My C2 supports the management of multiple clients, making it a fully operational Remote Access Trojan (RAT). Each client is capable of embedding custom functionalities depending on the commands it receives. For example, a melt function that allows the client to remove itself after execution. A key feature of the client is its ability to integrate Living Off The Land Binaries and Scripts (LOLBAS) for command execution, leveraging trusted Windows components to perform tasks while minimizing detection. This not only enhances stealth but also provides flexible and modular control over compromised machines.

Trojan RAT

This is both my longest and most advanced project and paradoxically, also the least finished. Since high school, I've been coding "classic" malware like keyloggers, info stealers, and PHP-based RATs. This project is essentially a compilation of all those, but with far more features. I love working on it because it’s incredibly engaging and technically challenging, especially when it comes to bypassing modern defenses.
I'm a big fan of the DarkComet RAT (made in France!), but of course, my project is strictly personal and will never be released publicly, which is why I even reached out to ANSSI. The current version is outdated and heavily packed, which increases detection. I’m planning a more lightweight version that would act mainly as a downloader, with functionalities delivered as modular plugins to reduce both size and detection.

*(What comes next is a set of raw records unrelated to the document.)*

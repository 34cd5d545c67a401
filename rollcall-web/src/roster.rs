//! Roster importer
//!
//! Replaces the entire student roster from a delimited roster file. Rows
//! are streamed in order; the first occurrence of a registration number
//! wins and later repeats are reported back as skipped duplicates. There
//! is no wrapping transaction: a stream error mid-import leaves the rows
//! inserted before the error committed.

use rollcall_common::db::models::Student;
use rollcall_common::{Error, Result};
use serde::Serialize;
use sqlx::SqlitePool;
use std::collections::HashSet;
use std::io::Read;
use std::path::Path;
use tracing::{info, warn};

/// Header label of the registration number column
pub const ROLL_NO_COLUMN: &str = "RegdNo";

/// Header label of the student name column
pub const NAME_COLUMN: &str = "NameoftheStudent";

/// A roster row whose registration number repeated an earlier row
#[derive(Debug, Clone, Serialize)]
pub struct DuplicateRow {
    pub roll_no: String,
    pub name: String,
}

/// Outcome of a roster import, for caller-side reporting
#[derive(Debug, Serialize)]
pub struct ImportSummary {
    /// Number of students inserted
    pub inserted: usize,
    /// Rows skipped because their registration number repeated
    pub duplicates: Vec<DuplicateRow>,
    /// The roster after import, ordered by registration number
    pub students: Vec<Student>,
}

/// Import a roster, replacing all currently enrolled students
pub async fn import_roster<R: Read>(pool: &SqlitePool, source: R) -> Result<ImportSummary> {
    // Full replace semantics: clear the roster before streaming the new one
    sqlx::query("DELETE FROM students").execute(pool).await?;

    let mut reader = csv::Reader::from_reader(source);
    let headers = reader
        .headers()
        .map_err(|e| Error::Import(e.to_string()))?
        .clone();
    let roll_idx = headers.iter().position(|h| h == ROLL_NO_COLUMN);
    let name_idx = headers.iter().position(|h| h == NAME_COLUMN);

    let mut inserted = 0usize;
    let mut duplicates = Vec::new();
    let mut seen = HashSet::new();

    for record in reader.records() {
        let record = record.map_err(|e| Error::Import(e.to_string()))?;
        let roll_no = roll_idx.and_then(|i| record.get(i)).unwrap_or("").trim();
        let name = name_idx.and_then(|i| record.get(i)).unwrap_or("").trim();

        // Rows missing either field are skipped, not treated as errors
        if roll_no.is_empty() || name.is_empty() {
            continue;
        }

        // First occurrence wins; repeats are reported, not merged
        if !seen.insert(roll_no.to_string()) {
            duplicates.push(DuplicateRow {
                roll_no: roll_no.to_string(),
                name: name.to_string(),
            });
            continue;
        }

        sqlx::query("INSERT INTO students (roll_no, name) VALUES (?, ?)")
            .bind(roll_no)
            .bind(name)
            .execute(pool)
            .await?;
        inserted += 1;
    }

    // Verify the data after loading: re-read in registration number order
    let students = list_students(pool).await?;

    info!("Loaded {} students from roster", inserted);
    if !duplicates.is_empty() {
        warn!("Found {} duplicate roll numbers in roster:", duplicates.len());
        for dup in &duplicates {
            warn!("Roll No {}: {} (skipped)", dup.roll_no, dup.name);
        }
    }
    for student in students.iter().take(5) {
        info!("{}: {}", student.roll_no, student.name);
    }

    Ok(ImportSummary {
        inserted,
        duplicates,
        students,
    })
}

/// Import a roster from a file on disk
pub async fn import_roster_file(pool: &SqlitePool, path: &Path) -> Result<ImportSummary> {
    let file = std::fs::File::open(path)
        .map_err(|e| Error::Import(format!("cannot read roster {}: {}", path.display(), e)))?;
    import_roster(pool, file).await
}

/// Current roster ordered by registration number ascending
pub async fn list_students(pool: &SqlitePool) -> Result<Vec<Student>> {
    let students =
        sqlx::query_as::<_, Student>("SELECT id, roll_no, name FROM students ORDER BY roll_no")
            .fetch_all(pool)
            .await?;
    Ok(students)
}

#[cfg(test)]
mod tests {
    use super::*;
    use sqlx::sqlite::SqlitePoolOptions;

    async fn memory_pool() -> SqlitePool {
        let pool = SqlitePoolOptions::new()
            .max_connections(1)
            .connect("sqlite::memory:")
            .await
            .unwrap();
        rollcall_common::db::create_schema(&pool).await.unwrap();
        pool
    }

    #[tokio::test]
    async fn test_import_basic_roster() {
        let pool = memory_pool().await;
        let csv = "RegdNo,NameoftheStudent\nR002,Binh\nR001,Asha\n";

        let summary = import_roster(&pool, csv.as_bytes()).await.unwrap();

        assert_eq!(summary.inserted, 2);
        assert!(summary.duplicates.is_empty());
        // Summary roster comes back ordered by roll number
        assert_eq!(summary.students[0].roll_no, "R001");
        assert_eq!(summary.students[1].roll_no, "R002");
    }

    #[tokio::test]
    async fn test_duplicate_roll_numbers_first_occurrence_wins() {
        let pool = memory_pool().await;
        let csv = "RegdNo,NameoftheStudent\nR001,Asha\nR001,Impostor\nR002,Binh\n";

        let summary = import_roster(&pool, csv.as_bytes()).await.unwrap();

        assert_eq!(summary.inserted, 2);
        assert_eq!(summary.duplicates.len(), 1);
        assert_eq!(summary.duplicates[0].roll_no, "R001");
        assert_eq!(summary.duplicates[0].name, "Impostor");

        let kept: String =
            sqlx::query_scalar("SELECT name FROM students WHERE roll_no = 'R001'")
                .fetch_one(&pool)
                .await
                .unwrap();
        assert_eq!(kept, "Asha");
    }

    #[tokio::test]
    async fn test_import_replaces_previous_roster() {
        let pool = memory_pool().await;

        import_roster(&pool, "RegdNo,NameoftheStudent\nR001,Asha\n".as_bytes())
            .await
            .unwrap();
        let summary = import_roster(&pool, "RegdNo,NameoftheStudent\nR002,Binh\n".as_bytes())
            .await
            .unwrap();

        assert_eq!(summary.inserted, 1);
        assert_eq!(summary.students.len(), 1);
        assert_eq!(summary.students[0].roll_no, "R002");
    }

    #[tokio::test]
    async fn test_rows_missing_fields_are_skipped() {
        let pool = memory_pool().await;
        let csv = "RegdNo,NameoftheStudent\nR001,\n,Nameless\nR002,Binh\n";

        let summary = import_roster(&pool, csv.as_bytes()).await.unwrap();

        assert_eq!(summary.inserted, 1);
        assert!(summary.duplicates.is_empty());
        assert_eq!(summary.students[0].roll_no, "R002");
    }

    #[tokio::test]
    async fn test_unreadable_roster_file_is_an_import_error() {
        let pool = memory_pool().await;

        let result = import_roster_file(&pool, Path::new("/nonexistent/roster.csv")).await;

        match result {
            Err(Error::Import(_)) => {}
            other => panic!("Expected import error, got {:?}", other),
        }
    }
}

Basic Operation of an Infostealer

This project is a minimalist proof of concept designed to illustrate the internal logic behind infostealer malware in an educational context. It walks through how sensitive user data stored in Google Chrome, such as passwords, cookies, autofill entries, credit card information, and browsing history, can be manually extracted and decrypted using Python and native Windows APIs. Its goal is to make such techniques understandable and reproducible for educational or research purposes, not to support malicious use.
The script operates locally by accessing Chrome’s internal SQLite databases and decrypting protected data using the operating system's own cryptographic functions (CryptUnprotectData). It supports multiple Chrome profiles (e.g., Default, Profile 1, etc.), and creates a temporary output file that logs all retrieved information in a human-readable format. After collection, it can optionally send the results via a Discord webhook (purely for demonstration purposes), and finally deletes the file to simulate typical stealer behavior.
From a technical perspective, the script uses pycryptodome to handle AES-GCM decryption for newer Chrome versions, and uses structured queries to interact with Chrome's data files. Passwords, cookies, credit cards, and IBANs are decrypted using the master key extracted from Chrome’s “Local State” file, while other data is read in plaintext from their respective tables.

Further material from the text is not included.